[Input records Boundary: Start]
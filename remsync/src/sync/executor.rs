use std::sync::Arc;
use std::sync::atomic::{AtomicBool, Ordering};
use std::time::Instant;

use serde::Serialize;
use time::OffsetDateTime;

use super::item::SyncItem;
use super::local::{LocalDelete, LocalTree};
use super::operation::Operation;
use super::remote::RemoteFiles;
use super::timestamps::TimestampStore;
use super::transfer_file::TransferFile;
use super::transfer_info::TransferInfo;

#[derive(Debug, Clone, Default, PartialEq, Eq, Serialize)]
pub struct SyncResult {
    pub download: TransferInfo,
    pub upload: TransferInfo,
    pub delete: TransferInfo,
    pub cancelled: bool,
}

impl SyncResult {
    pub fn has_failures(&self) -> bool {
        self.download.has_anything_failed()
            || self.upload.has_anything_failed()
            || self.delete.has_anything_failed()
    }
}

/// Applies confirmed sync items one at a time.
///
/// Single-file failures are recorded and the batch goes on; the cancel flag
/// is checked before every item and before every deletion step.
pub struct SyncExecutor<'a, R> {
    remote: &'a R,
    local: &'a LocalTree,
    timestamps: &'a TimestampStore,
    cancel: Arc<AtomicBool>,
}

impl<'a, R: RemoteFiles> SyncExecutor<'a, R> {
    pub fn new(
        remote: &'a R,
        local: &'a LocalTree,
        timestamps: &'a TimestampStore,
        cancel: Arc<AtomicBool>,
    ) -> Self {
        Self {
            remote,
            local,
            timestamps,
            cancel,
        }
    }

    pub async fn run<'i, I>(&self, items: I) -> SyncResult
    where
        I: IntoIterator<Item = &'i SyncItem>,
    {
        let mut result = SyncResult::default();
        let mut deletions = Vec::new();

        for item in items {
            if self.is_cancelled() {
                tracing::info!(path = item.path(), "synchronization cancelled");
                result.cancelled = true;
                return result;
            }
            match item.operation() {
                Operation::Download | Operation::DownloadReview => {
                    let started = Instant::now();
                    self.download(item, &mut result.download).await;
                    result.download.runtime += started.elapsed();
                    self.stamp(item.sync_directory()).await;
                }
                Operation::Upload | Operation::UploadReview => {
                    let started = Instant::now();
                    self.upload(item, &mut result.upload).await;
                    result.upload.runtime += started.elapsed();
                    self.stamp(item.sync_directory()).await;
                }
                Operation::Delete => deletions.push(item),
                Operation::Noop
                | Operation::Symlink
                | Operation::FileConflict
                | Operation::FileDirCollision => {
                    tracing::trace!(path = item.path(), operation = %item.operation(), "skipped");
                }
            }
        }

        if !deletions.is_empty() {
            let started = Instant::now();
            let completed = self.delete(&deletions, &mut result.delete).await;
            result.delete.runtime += started.elapsed();
            for item in &deletions {
                self.stamp(item.sync_directory()).await;
            }
            if !completed {
                result.cancelled = true;
                return result;
            }
        }

        self.stamp("").await;
        result
    }

    fn is_cancelled(&self) -> bool {
        self.cancel.load(Ordering::SeqCst)
    }

    async fn download(&self, item: &SyncItem, info: &mut TransferInfo) {
        let path = item.path();
        let Some(remote) = item.remote() else {
            info.add_failed(path, "cannot download nonexistent file");
            return;
        };
        let outcome = if remote.is_directory() {
            self.local.create_dir(path).await.map_err(|err| err.to_string())
        } else {
            match self.local.resolve(path) {
                Ok(target) => self
                    .remote
                    .download(remote, &target)
                    .await
                    .map_err(|err| err.to_string()),
                Err(err) => Err(err.to_string()),
            }
        };
        match outcome {
            Ok(()) => info.add_transferred(path),
            Err(reason) => {
                tracing::warn!(path, reason = %reason, "download failed");
                info.add_failed(path, reason);
            }
        }
    }

    async fn upload(&self, item: &SyncItem, info: &mut TransferInfo) {
        let path = item.path();
        let Some(local) = item.local() else {
            info.add_failed(path, "cannot upload nonexistent file");
            return;
        };
        let outcome = if local.is_directory() {
            self.remote.create_dir(path).await.map_err(|err| err.to_string())
        } else {
            self.upload_file(item, local).await
        };
        match outcome {
            Ok(()) => info.add_transferred(path),
            Err(reason) => {
                tracing::warn!(path, reason = %reason, "upload failed");
                info.add_failed(path, reason);
            }
        }
    }

    async fn upload_file(&self, item: &SyncItem, local: &TransferFile) -> Result<(), String> {
        if let Some(staged) = item.staged_local() {
            self.local
                .materialize_staged(&local.path, staged)
                .await
                .map_err(|err| format!("cannot apply staged copy: {err}"))?;
        }
        let source = self.local.resolve(&local.path).map_err(|err| err.to_string())?;
        self.remote
            .upload(local, &source)
            .await
            .map_err(|err| err.to_string())
    }

    /// Returns `false` when cancelled before all deletions were attempted.
    async fn delete(&self, items: &[&SyncItem], info: &mut TransferInfo) -> bool {
        let remote: Vec<TransferFile> = deletion_order(items.iter().filter_map(|item| item.remote()));
        let local: Vec<TransferFile> = deletion_order(items.iter().filter_map(|item| item.local()));

        if !remote.is_empty() {
            if self.is_cancelled() {
                return false;
            }
            match self.remote.delete(&remote).await {
                Ok(report) => info.merge(report),
                Err(err) => {
                    tracing::warn!(error = %err, files = remote.len(), "remote delete failed");
                    for file in &remote {
                        info.add_failed(file.path.clone(), err.to_string());
                    }
                }
            }
        }

        let mut local_info = TransferInfo::new();
        let completed = self.delete_local(&local, &mut local_info).await;
        info.merge(local_info);
        completed
    }

    async fn delete_local(&self, files: &[TransferFile], info: &mut TransferInfo) -> bool {
        for file in files {
            if self.is_cancelled() {
                return false;
            }
            let outcome = if file.is_directory() {
                self.local.delete_empty_dir(&file.path).await
            } else {
                self.local.delete_file(&file.path).await
            };
            match outcome {
                Ok(LocalDelete::Deleted) => info.add_transferred(file.path.clone()),
                Ok(LocalDelete::NotEmpty) => {
                    info.add_ignored(file.path.clone(), "directory not empty")
                }
                Ok(LocalDelete::Missing) => {
                    info.add_ignored(file.path.clone(), "already deleted")
                }
                Err(err) => {
                    tracing::warn!(path = %file.path, error = %err, "local delete failed");
                    info.add_failed(file.path.clone(), err.to_string());
                }
            }
        }
        true
    }

    async fn stamp(&self, directory: &str) {
        let now = OffsetDateTime::now_utc().unix_timestamp();
        if let Err(err) = self.timestamps.set_directory_timestamp(directory, now).await {
            tracing::warn!(directory, error = %err, "failed to record sync timestamp");
        }
    }
}

/// Files first, then directories deepest-first so parents are emptied before
/// they are removed.
fn deletion_order<'f>(files: impl Iterator<Item = &'f TransferFile>) -> Vec<TransferFile> {
    let (mut dirs, mut plain): (Vec<TransferFile>, Vec<TransferFile>) =
        files.cloned().partition(TransferFile::is_directory);
    plain.sort_by(|a, b| a.path.cmp(&b.path));
    dirs.sort_by(|a, b| b.depth().cmp(&a.depth()).then_with(|| a.path.cmp(&b.path)));
    plain.extend(dirs);
    plain
}

#[cfg(test)]
#[path = "executor_tests.rs"]
mod tests;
[Input records Boundary: End]
Work to be completed => Wherever the word "AtomicBool" shows up in the material, copy the line it is on.

Your response =>
use std::sync::atomic::{AtomicBool, Ordering};
    cancel: Arc<AtomicBool>,
        cancel: Arc<AtomicBool>,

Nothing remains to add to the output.